::: Supplied material

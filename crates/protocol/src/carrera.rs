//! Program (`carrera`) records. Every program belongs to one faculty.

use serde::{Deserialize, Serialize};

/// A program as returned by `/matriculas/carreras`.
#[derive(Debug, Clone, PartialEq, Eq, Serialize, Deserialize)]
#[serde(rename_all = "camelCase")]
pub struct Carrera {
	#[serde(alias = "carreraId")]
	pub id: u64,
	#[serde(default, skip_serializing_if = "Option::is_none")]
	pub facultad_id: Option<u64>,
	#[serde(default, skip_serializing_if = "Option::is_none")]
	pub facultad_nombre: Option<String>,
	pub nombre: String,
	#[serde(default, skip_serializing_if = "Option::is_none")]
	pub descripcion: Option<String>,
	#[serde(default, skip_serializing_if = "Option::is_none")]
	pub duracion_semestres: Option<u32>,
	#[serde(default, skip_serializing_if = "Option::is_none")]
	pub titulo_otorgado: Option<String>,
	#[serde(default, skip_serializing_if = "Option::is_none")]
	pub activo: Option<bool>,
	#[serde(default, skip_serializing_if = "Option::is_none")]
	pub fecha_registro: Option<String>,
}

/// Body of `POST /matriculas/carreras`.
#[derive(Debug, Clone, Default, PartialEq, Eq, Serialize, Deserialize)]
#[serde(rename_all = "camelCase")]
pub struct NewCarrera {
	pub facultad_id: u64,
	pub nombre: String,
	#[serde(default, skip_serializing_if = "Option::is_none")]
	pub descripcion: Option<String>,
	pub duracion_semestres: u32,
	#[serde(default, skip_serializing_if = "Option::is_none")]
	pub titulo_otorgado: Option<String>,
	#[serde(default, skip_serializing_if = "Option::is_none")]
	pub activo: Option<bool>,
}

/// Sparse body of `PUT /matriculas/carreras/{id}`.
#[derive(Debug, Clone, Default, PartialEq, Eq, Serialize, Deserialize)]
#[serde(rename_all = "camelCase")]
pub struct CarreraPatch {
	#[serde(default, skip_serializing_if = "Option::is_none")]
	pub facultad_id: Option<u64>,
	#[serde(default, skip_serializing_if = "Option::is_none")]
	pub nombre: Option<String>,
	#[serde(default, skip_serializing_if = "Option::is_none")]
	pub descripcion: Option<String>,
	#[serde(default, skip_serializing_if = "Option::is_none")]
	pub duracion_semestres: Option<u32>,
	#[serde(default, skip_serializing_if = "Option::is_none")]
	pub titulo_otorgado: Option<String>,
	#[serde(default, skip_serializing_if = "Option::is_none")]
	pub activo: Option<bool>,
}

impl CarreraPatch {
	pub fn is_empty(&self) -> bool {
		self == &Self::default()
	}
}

::::::
::: Supplied material

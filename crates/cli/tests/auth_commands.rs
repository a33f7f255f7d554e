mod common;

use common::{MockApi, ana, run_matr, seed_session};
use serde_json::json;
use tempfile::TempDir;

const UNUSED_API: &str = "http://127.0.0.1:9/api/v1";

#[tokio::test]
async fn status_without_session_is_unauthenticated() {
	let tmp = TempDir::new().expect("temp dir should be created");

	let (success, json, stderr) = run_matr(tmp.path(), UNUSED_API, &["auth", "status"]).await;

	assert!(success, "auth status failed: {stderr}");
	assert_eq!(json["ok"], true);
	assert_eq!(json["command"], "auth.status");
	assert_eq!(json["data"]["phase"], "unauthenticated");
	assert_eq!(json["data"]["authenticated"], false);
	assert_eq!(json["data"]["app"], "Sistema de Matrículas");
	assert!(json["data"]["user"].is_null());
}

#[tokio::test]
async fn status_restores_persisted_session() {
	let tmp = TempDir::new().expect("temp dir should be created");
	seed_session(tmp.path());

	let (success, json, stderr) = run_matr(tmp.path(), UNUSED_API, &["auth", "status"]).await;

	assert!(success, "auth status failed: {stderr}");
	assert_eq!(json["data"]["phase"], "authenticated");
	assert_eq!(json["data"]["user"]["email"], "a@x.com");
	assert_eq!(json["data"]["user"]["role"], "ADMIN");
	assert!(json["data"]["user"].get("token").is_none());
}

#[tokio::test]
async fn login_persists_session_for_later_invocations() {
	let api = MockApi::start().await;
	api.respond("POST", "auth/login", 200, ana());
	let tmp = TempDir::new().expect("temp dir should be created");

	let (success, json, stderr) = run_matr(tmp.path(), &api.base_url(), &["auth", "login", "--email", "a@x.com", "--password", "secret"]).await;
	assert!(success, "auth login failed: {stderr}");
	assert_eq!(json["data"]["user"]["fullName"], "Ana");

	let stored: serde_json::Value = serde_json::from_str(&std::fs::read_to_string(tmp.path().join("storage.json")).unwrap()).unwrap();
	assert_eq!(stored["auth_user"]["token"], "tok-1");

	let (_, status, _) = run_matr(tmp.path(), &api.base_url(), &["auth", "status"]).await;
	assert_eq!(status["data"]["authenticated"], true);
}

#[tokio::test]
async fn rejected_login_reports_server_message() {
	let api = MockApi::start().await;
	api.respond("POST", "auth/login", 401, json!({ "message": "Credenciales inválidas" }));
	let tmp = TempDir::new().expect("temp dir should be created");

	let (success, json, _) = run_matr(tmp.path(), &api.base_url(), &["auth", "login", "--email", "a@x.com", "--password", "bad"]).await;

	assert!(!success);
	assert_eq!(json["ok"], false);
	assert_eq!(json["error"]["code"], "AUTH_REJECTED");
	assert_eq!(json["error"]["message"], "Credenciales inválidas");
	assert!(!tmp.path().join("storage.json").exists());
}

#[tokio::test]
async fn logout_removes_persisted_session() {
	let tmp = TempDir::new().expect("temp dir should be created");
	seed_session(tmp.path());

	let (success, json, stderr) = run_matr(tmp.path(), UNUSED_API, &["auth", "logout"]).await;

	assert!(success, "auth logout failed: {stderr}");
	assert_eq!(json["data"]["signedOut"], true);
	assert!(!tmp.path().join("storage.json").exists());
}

::::::

* _Task requirements_
Filter on the word "self": copy each matching line from the entries above.

* _Worked solution_
	pub fn is_empty(&self) -> bool {
		self == &Self::default()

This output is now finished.